Work to complete –
Answer with a bare number: the count of lines in the records below that have the word "fields".

Extracted entries –
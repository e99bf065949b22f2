use indexmap::IndexMap;
use serde::{Deserialize, Serialize};
use serde_json::Value;

use crate::error::{ChartError, ChartResult};

/// Fallback colors handed out to series without an explicit color.
pub const DEFAULT_PALETTE: [&str; 8] = [
    "#1f77b4", "#ff7f0e", "#2ca02c", "#d62728", "#9467bd", "#8c564b", "#e377c2", "#7f7f7f",
];

/// Wire names of the typed option fields; `extra` must not repeat them.
pub const RECOGNIZED_OPTION_KEYS: [&str; 10] = [
    "title", "xLabel", "yLabel", "width", "height", "xTicks", "yTicks", "legend", "colors",
    "layout",
];

pub const DEFAULT_WIDTH: u32 = 320;
pub const DEFAULT_HEIGHT: u32 = 240;

#[derive(Debug, Clone, Copy, PartialEq, Eq, Serialize, Deserialize)]
#[serde(rename_all = "camelCase")]
pub enum LegendPosition {
    TopLeft,
    TopRight,
    BottomLeft,
    BottomRight,
    Hidden,
}

/// Rendering hints forwarded to the gateway as the `options` object.
///
/// Recognized keys are typed fields; anything else goes into `extra` and is
/// passed through to the renderer without validation. A recognized key in
/// `extra` fails [`ChartOptions::validate`], since it would shadow the typed
/// field in the payload.
#[derive(Debug, Clone, PartialEq, Default, Serialize, Deserialize)]
#[serde(rename_all = "camelCase")]
pub struct ChartOptions {
    #[serde(default, skip_serializing_if = "Option::is_none")]
    pub title: Option<String>,
    #[serde(default, skip_serializing_if = "Option::is_none")]
    pub x_label: Option<String>,
    #[serde(default, skip_serializing_if = "Option::is_none")]
    pub y_label: Option<String>,
    #[serde(default, skip_serializing_if = "Option::is_none")]
    pub width: Option<u32>,
    #[serde(default, skip_serializing_if = "Option::is_none")]
    pub height: Option<u32>,
    #[serde(default, skip_serializing_if = "Option::is_none")]
    pub x_ticks: Option<u32>,
    #[serde(default, skip_serializing_if = "Option::is_none")]
    pub y_ticks: Option<u32>,
    #[serde(default, skip_serializing_if = "Option::is_none")]
    pub legend: Option<LegendPosition>,
    #[serde(default, skip_serializing_if = "Option::is_none")]
    pub colors: Option<Vec<String>>,
    #[serde(default, skip_serializing_if = "Option::is_none")]
    pub layout: Option<String>,
    #[serde(flatten)]
    pub extra: IndexMap<String, Value>,
}

impl ChartOptions {
    /// Title, treating an empty string as absent.
    #[must_use]
    pub fn title(&self) -> Option<&str> {
        self.title.as_deref().filter(|title| !title.is_empty())
    }

    #[must_use]
    pub fn with_title(mut self, title: impl Into<String>) -> Self {
        self.title = Some(title.into());
        self
    }

    #[must_use]
    pub fn with_colors<I, S>(mut self, colors: I) -> Self
    where
        I: IntoIterator<Item = S>,
        S: Into<String>,
    {
        self.colors = Some(colors.into_iter().map(Into::into).collect());
        self
    }

    #[must_use]
    pub fn with_extra(mut self, key: impl Into<String>, value: impl Into<Value>) -> Self {
        self.extra.insert(key.into(), value.into());
        self
    }

    pub fn validate(&self) -> ChartResult<()> {
        for (name, value) in [
            ("width", self.width),
            ("height", self.height),
            ("xTicks", self.x_ticks),
            ("yTicks", self.y_ticks),
        ] {
            if value == Some(0) {
                return Err(ChartError::validation(format!(
                    "chart option `{name}` must be > 0"
                )));
            }
        }
        if let Some(key) = self
            .extra
            .keys()
            .find(|key| RECOGNIZED_OPTION_KEYS.contains(&key.as_str()))
        {
            return Err(ChartError::validation(format!(
                "chart option `{key}` has a typed setter and cannot be passed as an extra option"
            )));
        }
        if let Some(colors) = &self.colors {
            if colors.iter().any(|color| color.trim().is_empty()) {
                return Err(ChartError::validation("chart colors must not be blank"));
            }
        }
        Ok(())
    }
}

/// Caller-facing configuration for the convenience constructors.
///
/// Defaults to a 320x240 chart; `auto_size` leaves sizing to the renderer.
#[derive(Debug, Clone, PartialEq)]
pub struct ChartConfig {
    pub width: Option<u32>,
    pub height: Option<u32>,
    pub options: ChartOptions,
}

impl Default for ChartConfig {
    fn default() -> Self {
        Self {
            width: Some(DEFAULT_WIDTH),
            height: Some(DEFAULT_HEIGHT),
            options: ChartOptions::default(),
        }
    }
}

impl ChartConfig {
    #[must_use]
    pub fn new() -> Self {
        Self::default()
    }

    #[must_use]
    pub fn with_title(mut self, title: impl Into<String>) -> Self {
        self.options.title = Some(title.into());
        self
    }

    #[must_use]
    pub fn with_x_label(mut self, label: impl Into<String>) -> Self {
        self.options.x_label = Some(label.into());
        self
    }

    #[must_use]
    pub fn with_y_label(mut self, label: impl Into<String>) -> Self {
        self.options.y_label = Some(label.into());
        self
    }

    #[must_use]
    pub fn with_size(mut self, width: u32, height: u32) -> Self {
        self.width = Some(width);
        self.height = Some(height);
        self
    }

    #[must_use]
    pub fn auto_size(mut self) -> Self {
        self.width = None;
        self.height = None;
        self
    }

    #[must_use]
    pub fn with_ticks(mut self, x_ticks: u32, y_ticks: u32) -> Self {
        self.options.x_ticks = Some(x_ticks);
        self.options.y_ticks = Some(y_ticks);
        self
    }

    #[must_use]
    pub fn with_legend(mut self, legend: LegendPosition) -> Self {
        self.options.legend = Some(legend);
        self
    }

    #[must_use]
    pub fn with_colors<I, S>(mut self, colors: I) -> Self
    where
        I: IntoIterator<Item = S>,
        S: Into<String>,
    {
        self.options = self.options.with_colors(colors);
        self
    }

    #[must_use]
    pub fn with_option(mut self, key: impl Into<String>, value: impl Into<Value>) -> Self {
        self.options = self.options.with_extra(key, value);
        self
    }

    /// Produces the options object, with width/height written in when set.
    pub fn into_options(self) -> ChartResult<ChartOptions> {
        let mut options = self.options;
        options.width = self.width;
        options.height = self.height;
        options.validate()?;
        Ok(options)
    }
}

Output of the exercise –
2